Michigan’s Capital Confidential reprinted commentary by Anita Folsom that includes an interesting claim:
From 2000-2012, the U.S. spent $3,000 a second every second of that 12-year period on government subsidies — most of which, like Solyndra, were a huge waste.
That comes out to $94.6 billion/year, and fits nicely with analysis by Chris Edwards and Tad DeHaven. They estimated that the 2002 federal budget included $92.6 billion for corporate welfare. Tad DeHave did a similar analysis again in 2012 and estimated that corporate welfare spending was $97.6 billion.
Subsidies are expensive.
Dave Brunori at Forbes asks, “Where is the outrage?” regarding the Good Jobs First report that details the level of corporate welfare in the American economy. However, Mr. Brunori says it’s not the companies’ fault, they’re simply being rational:
I don’t blame the corporations. They act rationally. If someone gives you $1 billion, you take it. The blame lies with us.
David Cay Johnston at Aljazeera America writes about the numbers behind corporate welfare in America:
State and local governments have awarded at least $110 billion in taxpayer subsidies to business, with 3 of every 4 dollars going to fewer than 1,000 big corporations, the most thorough analysis to date of corporate welfare revealed today.
Boeing ranks first, with 137 subsidies totaling $13.2 billion, followed by Alcoa at $5.6 billion, Intel at $3.9 billion, General Motors at $3.5 billion and Ford Motor at $2.5 billion, the new report by the nonprofit research organization Good Jobs First shows.
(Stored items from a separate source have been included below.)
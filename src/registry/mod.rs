mod builtin;

pub use builtin::BuiltinType;

use std::collections::HashMap;
use std::sync::Arc;

use serde_json::Value;
use thiserror::Error;
use tracing::warn;

use crate::schema::{Config, FieldDefinition};
use crate::validate::{compile_pattern, ValidatorKind};

#[derive(Error, Debug)]
pub enum RegistryError {
    #[error("field type `{0}` is built in and cannot be replaced")]
    ReservedTag(String),
    #[error("field type `{0}` is already registered")]
    DuplicateTag(String),
}

/// Per-type behavior behind one field type tag.
///
/// All methods are pure: outputs depend only on the explicit inputs. Readers
/// and writers return `None` as an absence marker; `write` is `read`'s
/// inverse for values `read` produced.
pub trait FieldTypeHandler: Send + Sync {
    /// Build the validator for a field of this type. The default is a
    /// permissive string validator honoring the field's pattern constraint.
    fn build_validator(&self, field: &FieldDefinition, config: &Config) -> ValidatorKind {
        let _ = config;
        ValidatorKind::String {
            pattern: compile_pattern(field),
            allowed: None,
        }
    }

    /// Transform a stored value into its logical editing form.
    fn read(&self, raw: Option<&Value>, field: &FieldDefinition, config: &Config) -> Option<Value> {
        let _ = (field, config);
        raw.cloned()
    }

    /// Transform a logical editing value back into its stored form.
    fn write(
        &self,
        value: Option<&Value>,
        field: &FieldDefinition,
        config: &Config,
    ) -> Option<Value> {
        let _ = (field, config);
        value.cloned()
    }

    /// Initial value for a freshly created entry.
    fn default_value(&self, field: &FieldDefinition) -> Option<Value> {
        field.options.get("default").cloned()
    }
}

/// Type dispatch table: the closed built-in set plus an open table of custom
/// registrations validated at registration time.
///
/// Lookup is total. An unregistered tag falls back to the generic text
/// handler with a non-fatal diagnostic, never an error.
#[derive(Default)]
pub struct TypeRegistry {
    custom: HashMap<String, Arc<dyn FieldTypeHandler>>,
}

impl TypeRegistry {
    #[must_use]
    pub fn new() -> Self {
        Self::default()
    }

    /// Register a custom field type. Built-in tags cannot be shadowed and
    /// duplicate registrations are rejected.
    pub fn register(
        &mut self,
        tag: impl Into<String>,
        handler: Arc<dyn FieldTypeHandler>,
    ) -> Result<(), RegistryError> {
        let tag = tag.into();
        if BuiltinType::from_tag(&tag).is_some() {
            return Err(RegistryError::ReservedTag(tag));
        }
        if self.custom.contains_key(&tag) {
            return Err(RegistryError::DuplicateTag(tag));
        }
        self.custom.insert(tag, handler);
        Ok(())
    }

    /// Resolve a tag to its handler. Unknown tags fall back to text.
    #[must_use]
    pub fn handler(&self, tag: &str) -> &dyn FieldTypeHandler {
        if let Some(builtin) = BuiltinType::from_tag(tag) {
            return builtin.handler();
        }
        if let Some(handler) = self.custom.get(tag) {
            return handler.as_ref();
        }
        warn!(%tag, "unknown field type, falling back to text");
        BuiltinType::Text.handler()
    }

    /// Whether a tag resolves without the text fallback.
    #[must_use]
    pub fn is_known(&self, tag: &str) -> bool {
        BuiltinType::from_tag(tag).is_some() || self.custom.contains_key(tag)
    }
}

#[cfg(test)]
#[path = "registry_tests.rs"]
mod tests;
In this article for The Blaze, Casey Givens makes the argument that, despite good intentions, a minimum wage hike will cost some employees their jobs. Conservatives, while critical of the size of the welfare state, should remain cautious about buying into the argument of low-wage jobs forcing people into welfare:
Rather than the Cold War conservatives that originated the phrase, the tale of the welfare queen is now being trumped by liberals to describe corporations like McDonald’s that pay minimum wage and rely on government aid like food stamps to pick up the tab for their employees’ remaining living expenses.
Michigan awarded millions toward various business this year, including $4.5 toward a manufacturing plant, $2 million toward a new airplane hangar, and $500,000 toward an online brokerage firm – funding that raises the question: why is the state giving money to businesses? Cars are built, airplanes fly, and brokerage firms are established without the aid of government on a regular basis. Why is tax payer money expended on these ventures?
The state now focuses on offering grants, loans and other economic assistance to companies that make investments or create jobs in Michigan. Companies must meet certain investment or job creation milestones in order to receive the incentives.
Every four or five years the US reconsiders it’s farm subsidy programs. Cato reports that this year some subsides came very close (but not all the way) toward being eliminated:
Another program that could have been fixed by the farm bill was a bizarrely redundant and purely unnecessary catfish inspection regime. The new system would cost an estimated $14 million per year to administer and (by the USDA’s own admission) do nothing to improve the safety of catfish. However, the new institutional requirements imposed on catfish farmers to comply with the new regime would all but eliminate Vietnamese competitors from the market. The U.S. catfish industry and their allies in Congress are all for it.